> _Task to complete_:
Show every line below where "lines" appears.

> _Exercise input_:
◆ ◆ ◆ ◆ ◆ ◆ ◆

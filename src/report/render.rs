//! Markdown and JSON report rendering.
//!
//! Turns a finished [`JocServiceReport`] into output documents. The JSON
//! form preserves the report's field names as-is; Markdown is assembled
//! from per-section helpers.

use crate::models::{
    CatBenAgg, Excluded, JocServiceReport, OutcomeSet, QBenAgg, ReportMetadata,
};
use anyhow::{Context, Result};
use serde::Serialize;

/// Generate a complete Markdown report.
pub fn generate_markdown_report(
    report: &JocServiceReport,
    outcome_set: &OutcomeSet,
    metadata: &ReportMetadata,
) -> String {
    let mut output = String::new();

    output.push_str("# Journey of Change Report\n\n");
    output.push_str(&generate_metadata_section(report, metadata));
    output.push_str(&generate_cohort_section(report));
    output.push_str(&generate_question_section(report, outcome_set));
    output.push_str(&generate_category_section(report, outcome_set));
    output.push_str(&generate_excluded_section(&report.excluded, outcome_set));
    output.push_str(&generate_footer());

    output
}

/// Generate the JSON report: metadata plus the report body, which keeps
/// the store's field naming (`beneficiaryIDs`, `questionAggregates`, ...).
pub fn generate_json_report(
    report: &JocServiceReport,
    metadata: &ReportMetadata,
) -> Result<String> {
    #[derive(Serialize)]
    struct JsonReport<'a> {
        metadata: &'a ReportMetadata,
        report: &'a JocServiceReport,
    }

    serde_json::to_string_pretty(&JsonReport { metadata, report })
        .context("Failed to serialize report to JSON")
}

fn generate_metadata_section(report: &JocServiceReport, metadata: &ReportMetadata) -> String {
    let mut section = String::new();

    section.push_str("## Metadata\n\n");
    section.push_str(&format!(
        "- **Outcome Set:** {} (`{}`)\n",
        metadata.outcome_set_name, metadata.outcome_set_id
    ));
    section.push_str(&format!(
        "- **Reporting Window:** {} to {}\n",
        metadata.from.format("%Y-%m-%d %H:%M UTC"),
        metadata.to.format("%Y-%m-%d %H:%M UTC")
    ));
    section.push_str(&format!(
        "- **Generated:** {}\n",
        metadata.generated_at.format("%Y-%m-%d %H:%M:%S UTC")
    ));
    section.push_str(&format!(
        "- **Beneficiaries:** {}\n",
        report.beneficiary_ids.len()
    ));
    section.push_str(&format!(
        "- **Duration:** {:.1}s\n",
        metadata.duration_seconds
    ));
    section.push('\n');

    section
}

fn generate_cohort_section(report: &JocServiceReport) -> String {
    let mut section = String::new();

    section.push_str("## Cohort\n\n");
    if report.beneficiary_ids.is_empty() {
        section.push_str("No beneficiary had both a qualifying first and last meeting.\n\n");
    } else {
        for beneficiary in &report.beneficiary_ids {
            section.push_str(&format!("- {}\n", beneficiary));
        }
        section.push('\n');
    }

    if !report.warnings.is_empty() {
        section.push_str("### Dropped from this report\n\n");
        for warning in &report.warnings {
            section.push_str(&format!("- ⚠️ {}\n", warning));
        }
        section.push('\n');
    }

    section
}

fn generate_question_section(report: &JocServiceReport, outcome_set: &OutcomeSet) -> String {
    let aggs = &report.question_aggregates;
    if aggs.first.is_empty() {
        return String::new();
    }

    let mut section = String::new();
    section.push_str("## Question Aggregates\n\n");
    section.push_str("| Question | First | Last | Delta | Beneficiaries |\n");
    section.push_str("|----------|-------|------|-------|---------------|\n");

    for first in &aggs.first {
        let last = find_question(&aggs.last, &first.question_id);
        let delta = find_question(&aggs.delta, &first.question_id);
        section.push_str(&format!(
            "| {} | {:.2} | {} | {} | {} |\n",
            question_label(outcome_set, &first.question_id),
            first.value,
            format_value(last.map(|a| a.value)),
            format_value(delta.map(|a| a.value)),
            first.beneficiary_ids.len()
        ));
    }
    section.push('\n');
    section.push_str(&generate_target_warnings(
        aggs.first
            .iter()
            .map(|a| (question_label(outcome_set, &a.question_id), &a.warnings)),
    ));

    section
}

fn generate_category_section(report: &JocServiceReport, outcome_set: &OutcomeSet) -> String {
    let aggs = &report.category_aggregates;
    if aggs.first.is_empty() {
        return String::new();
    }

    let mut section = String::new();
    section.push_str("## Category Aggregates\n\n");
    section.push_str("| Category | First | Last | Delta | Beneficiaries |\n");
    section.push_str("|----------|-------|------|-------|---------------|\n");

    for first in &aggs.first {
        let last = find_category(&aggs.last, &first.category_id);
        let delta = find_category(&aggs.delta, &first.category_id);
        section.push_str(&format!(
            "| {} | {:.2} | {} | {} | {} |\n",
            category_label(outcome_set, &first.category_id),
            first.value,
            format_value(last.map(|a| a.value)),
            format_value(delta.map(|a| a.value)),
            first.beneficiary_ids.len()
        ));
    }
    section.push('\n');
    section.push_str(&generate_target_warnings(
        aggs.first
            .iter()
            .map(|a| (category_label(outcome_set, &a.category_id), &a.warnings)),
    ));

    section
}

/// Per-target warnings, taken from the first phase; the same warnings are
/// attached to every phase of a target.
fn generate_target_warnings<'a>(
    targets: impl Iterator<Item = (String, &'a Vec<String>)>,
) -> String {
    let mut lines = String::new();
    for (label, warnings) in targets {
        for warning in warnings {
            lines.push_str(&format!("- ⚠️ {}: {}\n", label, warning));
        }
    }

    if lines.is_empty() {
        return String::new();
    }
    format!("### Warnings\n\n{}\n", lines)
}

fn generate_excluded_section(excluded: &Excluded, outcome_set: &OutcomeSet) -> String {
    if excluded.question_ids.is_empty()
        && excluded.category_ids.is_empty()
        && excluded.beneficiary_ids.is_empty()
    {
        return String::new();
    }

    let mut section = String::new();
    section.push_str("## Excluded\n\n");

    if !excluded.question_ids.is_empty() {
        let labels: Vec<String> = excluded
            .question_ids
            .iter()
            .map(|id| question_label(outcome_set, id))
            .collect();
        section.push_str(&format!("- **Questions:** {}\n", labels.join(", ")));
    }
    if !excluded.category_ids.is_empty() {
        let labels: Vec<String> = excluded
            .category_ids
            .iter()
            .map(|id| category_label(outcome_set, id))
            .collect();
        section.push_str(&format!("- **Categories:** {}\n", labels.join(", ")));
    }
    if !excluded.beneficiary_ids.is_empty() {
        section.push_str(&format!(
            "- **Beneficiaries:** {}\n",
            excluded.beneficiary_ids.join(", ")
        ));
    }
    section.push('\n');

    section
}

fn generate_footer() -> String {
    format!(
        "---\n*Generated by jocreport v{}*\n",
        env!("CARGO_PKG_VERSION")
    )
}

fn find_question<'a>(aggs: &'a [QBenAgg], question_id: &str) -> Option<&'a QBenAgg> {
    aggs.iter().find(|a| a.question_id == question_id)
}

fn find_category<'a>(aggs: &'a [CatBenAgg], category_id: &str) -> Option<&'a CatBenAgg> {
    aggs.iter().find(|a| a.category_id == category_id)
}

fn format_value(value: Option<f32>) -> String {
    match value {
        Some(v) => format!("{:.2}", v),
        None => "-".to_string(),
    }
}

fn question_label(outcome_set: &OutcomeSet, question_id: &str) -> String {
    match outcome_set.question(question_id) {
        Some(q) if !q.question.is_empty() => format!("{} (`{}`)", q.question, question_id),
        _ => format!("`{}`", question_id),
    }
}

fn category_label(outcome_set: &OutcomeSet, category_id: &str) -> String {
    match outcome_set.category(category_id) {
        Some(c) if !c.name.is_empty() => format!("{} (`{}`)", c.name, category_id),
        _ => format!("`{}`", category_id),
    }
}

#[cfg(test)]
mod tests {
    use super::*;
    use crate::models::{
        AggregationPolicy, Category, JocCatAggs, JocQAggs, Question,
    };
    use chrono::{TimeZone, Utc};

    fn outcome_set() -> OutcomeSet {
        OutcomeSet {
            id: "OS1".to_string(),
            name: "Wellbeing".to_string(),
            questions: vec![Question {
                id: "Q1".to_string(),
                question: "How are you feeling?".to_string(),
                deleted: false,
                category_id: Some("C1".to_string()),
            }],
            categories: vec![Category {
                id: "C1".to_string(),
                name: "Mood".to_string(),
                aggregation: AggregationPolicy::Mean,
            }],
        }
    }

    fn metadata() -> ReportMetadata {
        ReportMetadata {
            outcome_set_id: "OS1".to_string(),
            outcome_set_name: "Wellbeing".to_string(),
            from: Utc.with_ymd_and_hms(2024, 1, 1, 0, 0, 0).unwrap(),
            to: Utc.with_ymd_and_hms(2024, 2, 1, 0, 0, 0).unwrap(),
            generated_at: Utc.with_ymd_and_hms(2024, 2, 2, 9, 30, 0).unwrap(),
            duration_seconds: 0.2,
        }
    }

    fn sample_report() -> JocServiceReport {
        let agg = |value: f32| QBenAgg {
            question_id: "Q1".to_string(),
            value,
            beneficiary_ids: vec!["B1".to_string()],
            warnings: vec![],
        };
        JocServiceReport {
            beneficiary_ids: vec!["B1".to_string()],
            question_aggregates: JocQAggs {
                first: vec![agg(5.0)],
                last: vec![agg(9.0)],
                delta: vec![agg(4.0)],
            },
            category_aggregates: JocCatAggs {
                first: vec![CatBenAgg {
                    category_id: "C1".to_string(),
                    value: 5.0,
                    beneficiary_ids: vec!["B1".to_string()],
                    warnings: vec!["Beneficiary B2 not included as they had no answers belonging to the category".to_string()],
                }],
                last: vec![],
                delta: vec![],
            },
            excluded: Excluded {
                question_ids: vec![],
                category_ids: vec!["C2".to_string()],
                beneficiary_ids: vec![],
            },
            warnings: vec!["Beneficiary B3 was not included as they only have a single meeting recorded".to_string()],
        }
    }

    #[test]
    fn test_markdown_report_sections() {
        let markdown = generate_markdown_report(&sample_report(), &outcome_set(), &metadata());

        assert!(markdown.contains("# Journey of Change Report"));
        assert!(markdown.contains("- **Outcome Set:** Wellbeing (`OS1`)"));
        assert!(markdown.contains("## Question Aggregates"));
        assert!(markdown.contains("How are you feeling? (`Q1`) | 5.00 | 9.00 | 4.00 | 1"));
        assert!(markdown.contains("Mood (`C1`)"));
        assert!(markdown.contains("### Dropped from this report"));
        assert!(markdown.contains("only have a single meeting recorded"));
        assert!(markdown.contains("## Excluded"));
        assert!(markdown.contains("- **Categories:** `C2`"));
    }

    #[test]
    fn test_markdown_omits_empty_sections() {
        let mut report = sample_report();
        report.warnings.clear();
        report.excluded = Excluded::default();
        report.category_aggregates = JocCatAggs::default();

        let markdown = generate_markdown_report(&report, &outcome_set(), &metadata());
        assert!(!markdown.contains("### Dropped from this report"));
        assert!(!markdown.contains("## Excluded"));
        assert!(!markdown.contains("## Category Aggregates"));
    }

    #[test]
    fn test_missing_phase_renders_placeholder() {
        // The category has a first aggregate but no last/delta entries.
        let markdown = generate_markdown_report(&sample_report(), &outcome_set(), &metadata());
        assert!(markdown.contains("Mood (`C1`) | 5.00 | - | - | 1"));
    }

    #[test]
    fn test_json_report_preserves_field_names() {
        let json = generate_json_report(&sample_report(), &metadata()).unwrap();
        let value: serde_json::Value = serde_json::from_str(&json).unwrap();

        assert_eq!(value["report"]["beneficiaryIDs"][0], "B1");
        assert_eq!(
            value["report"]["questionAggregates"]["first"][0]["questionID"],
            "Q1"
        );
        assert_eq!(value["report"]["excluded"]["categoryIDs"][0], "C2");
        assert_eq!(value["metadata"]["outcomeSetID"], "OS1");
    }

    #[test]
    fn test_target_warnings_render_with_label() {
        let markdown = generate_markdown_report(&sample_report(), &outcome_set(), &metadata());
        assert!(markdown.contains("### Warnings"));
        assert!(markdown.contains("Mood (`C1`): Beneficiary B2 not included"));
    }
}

◆ ◆ ◆ ◆ ◆ ◆ ◆

> _The completed task_:
    let mut lines = String::new();
            lines.push_str(&format!("- ⚠️ {}: {}\n", label, warning));
    if lines.is_empty() {
    format!("### Warnings\n\n{}\n", lines)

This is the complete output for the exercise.